(Dataset)
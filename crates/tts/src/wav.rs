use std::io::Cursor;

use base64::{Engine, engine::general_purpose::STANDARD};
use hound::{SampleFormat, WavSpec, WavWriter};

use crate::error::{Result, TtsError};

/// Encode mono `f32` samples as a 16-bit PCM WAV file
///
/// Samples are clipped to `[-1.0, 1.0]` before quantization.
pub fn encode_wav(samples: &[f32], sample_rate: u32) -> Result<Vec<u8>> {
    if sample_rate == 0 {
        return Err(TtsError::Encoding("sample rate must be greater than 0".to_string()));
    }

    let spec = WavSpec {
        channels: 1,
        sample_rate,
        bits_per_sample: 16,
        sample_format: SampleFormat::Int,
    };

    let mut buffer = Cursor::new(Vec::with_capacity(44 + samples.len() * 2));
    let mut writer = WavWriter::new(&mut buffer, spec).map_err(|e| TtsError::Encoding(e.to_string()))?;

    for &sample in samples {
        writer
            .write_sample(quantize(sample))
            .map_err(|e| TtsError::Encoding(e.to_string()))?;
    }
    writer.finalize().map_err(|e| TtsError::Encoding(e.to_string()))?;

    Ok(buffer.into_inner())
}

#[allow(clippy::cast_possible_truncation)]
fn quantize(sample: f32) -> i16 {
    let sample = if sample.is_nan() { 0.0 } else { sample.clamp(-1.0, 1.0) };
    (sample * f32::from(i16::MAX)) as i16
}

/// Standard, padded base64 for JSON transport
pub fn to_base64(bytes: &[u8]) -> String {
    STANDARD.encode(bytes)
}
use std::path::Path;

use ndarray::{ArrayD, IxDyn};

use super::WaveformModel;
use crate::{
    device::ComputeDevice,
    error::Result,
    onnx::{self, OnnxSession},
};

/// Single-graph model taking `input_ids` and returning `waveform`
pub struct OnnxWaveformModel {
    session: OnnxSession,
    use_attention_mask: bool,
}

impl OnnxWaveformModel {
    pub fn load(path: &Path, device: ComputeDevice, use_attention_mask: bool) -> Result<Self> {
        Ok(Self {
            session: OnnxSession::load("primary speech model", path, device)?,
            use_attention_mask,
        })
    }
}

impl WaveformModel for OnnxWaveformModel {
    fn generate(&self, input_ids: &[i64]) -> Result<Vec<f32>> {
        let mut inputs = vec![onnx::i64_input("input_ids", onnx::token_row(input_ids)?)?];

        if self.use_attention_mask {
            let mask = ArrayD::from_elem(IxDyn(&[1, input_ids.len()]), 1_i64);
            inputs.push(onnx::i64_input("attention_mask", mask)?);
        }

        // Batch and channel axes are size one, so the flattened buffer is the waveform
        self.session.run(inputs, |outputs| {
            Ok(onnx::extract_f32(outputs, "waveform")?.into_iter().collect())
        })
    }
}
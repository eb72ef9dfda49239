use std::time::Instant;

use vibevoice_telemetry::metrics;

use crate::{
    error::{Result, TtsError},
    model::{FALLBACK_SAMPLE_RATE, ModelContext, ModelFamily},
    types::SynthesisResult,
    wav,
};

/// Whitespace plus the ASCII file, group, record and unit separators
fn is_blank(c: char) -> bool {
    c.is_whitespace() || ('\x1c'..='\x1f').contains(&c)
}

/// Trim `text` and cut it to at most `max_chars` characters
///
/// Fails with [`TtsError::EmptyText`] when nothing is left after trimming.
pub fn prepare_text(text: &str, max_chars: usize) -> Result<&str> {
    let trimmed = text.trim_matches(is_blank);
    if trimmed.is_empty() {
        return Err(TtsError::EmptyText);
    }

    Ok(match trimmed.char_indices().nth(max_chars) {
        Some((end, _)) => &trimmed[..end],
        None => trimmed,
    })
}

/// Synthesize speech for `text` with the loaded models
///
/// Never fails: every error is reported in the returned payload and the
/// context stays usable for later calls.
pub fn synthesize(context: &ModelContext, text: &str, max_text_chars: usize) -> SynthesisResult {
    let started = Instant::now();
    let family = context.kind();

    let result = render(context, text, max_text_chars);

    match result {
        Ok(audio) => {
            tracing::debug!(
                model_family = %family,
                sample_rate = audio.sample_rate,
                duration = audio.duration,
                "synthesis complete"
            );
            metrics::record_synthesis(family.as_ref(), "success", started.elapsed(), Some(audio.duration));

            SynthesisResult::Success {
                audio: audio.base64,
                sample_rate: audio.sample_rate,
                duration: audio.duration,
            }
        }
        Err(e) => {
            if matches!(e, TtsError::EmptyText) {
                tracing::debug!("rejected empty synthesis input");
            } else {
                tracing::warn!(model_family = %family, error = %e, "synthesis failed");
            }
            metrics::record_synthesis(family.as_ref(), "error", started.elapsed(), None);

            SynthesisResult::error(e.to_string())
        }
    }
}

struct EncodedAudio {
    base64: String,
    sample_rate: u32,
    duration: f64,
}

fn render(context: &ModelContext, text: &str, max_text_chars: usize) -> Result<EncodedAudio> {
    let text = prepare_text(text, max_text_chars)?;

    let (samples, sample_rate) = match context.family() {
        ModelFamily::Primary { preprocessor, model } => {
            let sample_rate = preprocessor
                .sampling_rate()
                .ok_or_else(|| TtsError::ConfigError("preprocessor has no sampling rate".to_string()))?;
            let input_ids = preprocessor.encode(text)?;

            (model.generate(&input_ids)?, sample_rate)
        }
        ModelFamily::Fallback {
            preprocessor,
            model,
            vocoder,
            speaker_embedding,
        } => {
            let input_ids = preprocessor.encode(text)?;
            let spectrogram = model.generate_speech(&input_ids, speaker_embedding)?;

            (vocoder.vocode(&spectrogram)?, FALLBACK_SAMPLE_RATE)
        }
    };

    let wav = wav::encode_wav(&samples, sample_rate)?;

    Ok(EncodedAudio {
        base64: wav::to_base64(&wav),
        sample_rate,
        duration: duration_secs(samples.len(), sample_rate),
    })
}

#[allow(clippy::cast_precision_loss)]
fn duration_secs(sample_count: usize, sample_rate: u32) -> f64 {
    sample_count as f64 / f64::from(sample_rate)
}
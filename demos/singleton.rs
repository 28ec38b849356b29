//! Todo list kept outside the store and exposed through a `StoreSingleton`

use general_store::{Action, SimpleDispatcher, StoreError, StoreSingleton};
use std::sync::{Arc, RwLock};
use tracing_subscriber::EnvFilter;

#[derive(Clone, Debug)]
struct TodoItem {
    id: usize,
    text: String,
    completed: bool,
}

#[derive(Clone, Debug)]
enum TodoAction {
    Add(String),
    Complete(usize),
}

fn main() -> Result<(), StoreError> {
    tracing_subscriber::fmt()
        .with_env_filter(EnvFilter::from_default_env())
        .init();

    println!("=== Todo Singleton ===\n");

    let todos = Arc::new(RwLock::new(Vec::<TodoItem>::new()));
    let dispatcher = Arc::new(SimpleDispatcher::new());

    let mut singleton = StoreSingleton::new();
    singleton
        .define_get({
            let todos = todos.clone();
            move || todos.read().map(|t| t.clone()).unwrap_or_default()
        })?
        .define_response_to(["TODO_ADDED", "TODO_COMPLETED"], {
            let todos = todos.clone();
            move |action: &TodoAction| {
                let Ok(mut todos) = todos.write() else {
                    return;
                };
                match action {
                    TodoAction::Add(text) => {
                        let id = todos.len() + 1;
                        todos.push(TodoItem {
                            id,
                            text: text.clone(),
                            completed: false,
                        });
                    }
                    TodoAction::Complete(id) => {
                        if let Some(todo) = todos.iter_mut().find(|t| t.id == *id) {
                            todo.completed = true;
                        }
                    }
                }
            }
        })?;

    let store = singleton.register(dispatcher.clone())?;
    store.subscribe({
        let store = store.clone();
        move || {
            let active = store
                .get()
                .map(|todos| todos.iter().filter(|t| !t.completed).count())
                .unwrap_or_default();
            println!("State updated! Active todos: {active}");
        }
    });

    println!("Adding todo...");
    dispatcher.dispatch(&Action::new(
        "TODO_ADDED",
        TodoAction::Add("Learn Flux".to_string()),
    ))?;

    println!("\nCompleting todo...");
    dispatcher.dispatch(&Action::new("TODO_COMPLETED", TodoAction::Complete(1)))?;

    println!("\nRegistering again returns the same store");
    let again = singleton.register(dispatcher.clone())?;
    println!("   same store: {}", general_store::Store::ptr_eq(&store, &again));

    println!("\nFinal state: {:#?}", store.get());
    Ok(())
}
(End Dataset)
(Dataset)
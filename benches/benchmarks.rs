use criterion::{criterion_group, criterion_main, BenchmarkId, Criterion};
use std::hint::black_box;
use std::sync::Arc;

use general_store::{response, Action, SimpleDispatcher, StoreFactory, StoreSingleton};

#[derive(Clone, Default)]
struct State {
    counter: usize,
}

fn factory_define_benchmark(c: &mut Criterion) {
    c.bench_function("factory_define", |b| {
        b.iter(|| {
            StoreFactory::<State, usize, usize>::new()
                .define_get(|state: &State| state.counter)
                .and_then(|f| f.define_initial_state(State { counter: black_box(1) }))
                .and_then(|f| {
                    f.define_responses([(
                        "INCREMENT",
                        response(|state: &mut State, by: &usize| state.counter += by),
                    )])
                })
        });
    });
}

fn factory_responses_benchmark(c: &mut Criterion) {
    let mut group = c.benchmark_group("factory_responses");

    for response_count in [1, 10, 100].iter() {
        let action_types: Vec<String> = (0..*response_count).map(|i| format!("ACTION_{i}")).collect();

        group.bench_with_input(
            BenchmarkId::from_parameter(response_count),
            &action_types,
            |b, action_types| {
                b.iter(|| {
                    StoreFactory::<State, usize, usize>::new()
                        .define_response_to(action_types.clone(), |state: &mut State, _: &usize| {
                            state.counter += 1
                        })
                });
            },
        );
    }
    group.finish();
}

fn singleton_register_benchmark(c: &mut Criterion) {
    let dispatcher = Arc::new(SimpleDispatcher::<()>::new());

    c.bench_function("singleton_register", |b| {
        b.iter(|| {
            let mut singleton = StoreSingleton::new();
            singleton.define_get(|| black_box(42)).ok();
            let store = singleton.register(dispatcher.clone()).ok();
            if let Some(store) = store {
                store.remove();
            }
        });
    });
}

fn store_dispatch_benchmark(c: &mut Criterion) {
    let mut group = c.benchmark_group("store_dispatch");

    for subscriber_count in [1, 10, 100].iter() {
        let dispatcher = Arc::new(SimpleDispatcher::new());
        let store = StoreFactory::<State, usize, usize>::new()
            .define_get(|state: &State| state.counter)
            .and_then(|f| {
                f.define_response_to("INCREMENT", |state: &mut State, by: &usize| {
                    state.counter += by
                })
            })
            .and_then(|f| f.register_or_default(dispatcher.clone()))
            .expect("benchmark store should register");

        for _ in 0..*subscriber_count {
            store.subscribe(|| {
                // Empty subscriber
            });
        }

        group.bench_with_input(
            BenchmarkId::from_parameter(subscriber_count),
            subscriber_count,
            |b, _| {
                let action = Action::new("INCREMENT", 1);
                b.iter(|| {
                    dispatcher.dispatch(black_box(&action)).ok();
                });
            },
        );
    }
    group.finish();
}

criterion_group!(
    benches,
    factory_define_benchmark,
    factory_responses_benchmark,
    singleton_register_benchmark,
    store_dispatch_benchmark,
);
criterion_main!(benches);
(End Dataset)
__Problem to work on__. Gather up every line from the listing above in which the word "counter" occurs.

__Your solution__.
    counter: usize,
                .define_get(|state: &State| state.counter)
                .and_then(|f| f.define_initial_state(State { counter: black_box(1) }))
                        response(|state: &mut State, by: &usize| state.counter += by),
                            state.counter += 1
            .define_get(|state: &State| state.counter)
                    state.counter += by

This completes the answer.